Les spécificités de BREF

Il existe de nombreux programmes de psychoéducation (ProFamille, Léo, etc.). Certains sont destinés directement aux personnes touchées par la maladie, d’autres sont tournés vers la famille et les proches des malades. La spécificité de BREF est « de créer un cocon, en ne recevant qu’une seule famille à la fois lors des ateliers de psychoéducation », souligne Bénédicte Chenu, qui a, de son côté, suivi des ateliers réunissant plusieurs familles. « Or, parler librement de sujets aussi intimes et sensibles en présence d’autres familles inconnues, ce n’est pas toujours facile… », se souvient-elle. L’espace créé par ces ateliers BREF permet de tout dire, poser toutes ses questions, pleurer… et repartir ensuite d’un meilleur pied. Le programme comprend deux séances d’une heure chacune animées par des soignants et une troisième séance coanimée avec un bénévole aidant familial. Une seule famille est reçue en l’absence de son proche concerné. Il est accessible à tous les aidants et peut facilement être mis en œuvre par les établissements de santé, après formation des équipes sur une seule journée. « La force de ce programme est que tout le travail est centré sur la famille dans son fonctionnement et son historique particulier. On ne présente pas toutes les généralités sur la maladie et sa prise en charge à toutes les familles ; on les oriente vers ce qui est le plus adaptée pour elles à l’instant T », développe Christian Rossignol, délégué régional de l’Unafam Ile-de-France. Autre spécificité : BREF accorde de l’importance au suivi dans le temps. « Lors du troisième temps d’échange avec un bénévole de l’Unafam, nous proposons un prolongement à travers des groupes de parole et d’autres ressources. L’idée est que les familles puissent continuer à s’informer et à rencontrer d’autres familles si elles le souhaitent », poursuit le délégué régional. La mutualisation des informations et expériences aide à trouver des ressources pour faire face aux problèmes d’accueil dans les établissements de santé et aux délais de prise en charge, dans le contexte actuel de difficultés d’accès aux soins. En effet, la principale difficulté au moment du diagnostic de maladie psychique, c’est la crainte d’en parler à son entourage, la solitude et la stigmatisation. Même si tout n’est pas résolu en trois séances d’une heure, il est possible d’approfondir ensuite, avec le soutien des bénévoles de l’Unafam.
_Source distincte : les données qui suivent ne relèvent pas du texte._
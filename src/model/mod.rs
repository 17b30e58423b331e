pub mod employee;
pub mod salary;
Les bénéfices pour les aidants

« Les études évaluant les programmes de psychoéducation montrent très clairement un double bénéfice pour les personnes touchées par la maladie psychique et pour les aidants. Du côté des aidants, l’évaluation du programme montre une réduction du fardeau, des symptômes dépressifs et de la culpabilité après le troisième rendez-vous BREF et à trois mois », rapporte le Dr Boële. Des bénéfices remarquables, sachant que les aidants en psychiatrie sont trois à cinq fois plus frappés par la dépression que la population générale, selon une étude menée par le CLAP et de l’Unafam. « On se rend compte au fur et à mesure que la santé psychique et physique des aidants ayant un proche touché par une maladie psychique est très impactée, plus encore que lorsque ce proche souffre de maladie physique, renchérit le Dr Boële. Chez les personnes souffrant de schizophrénie, la psychoéducation est l’intervention la plus efficace après le traitement médicamenteux, avec notamment une réduction du nombre de rechute et une amélioration de l’observance des traitements. » Une méta-analyse parue en mars 2022 dans « Lancet Psychiatry », passant en revue les effets de 11 programmes de psychoéducation délivrés auprès de 10 000 participants, aboutit à des conclusions sans équivoque : tous les programmes diminuent le taux de rechute (sauf ceux prévoyant moins de deux séances) avec plus d’efficacité que le seul traitement médicamenteux. « Lorsque le contexte est aux restrictions budgétaires, la psychoéducation familiale devrait être développée, même seule », concluent les auteurs de cette étude.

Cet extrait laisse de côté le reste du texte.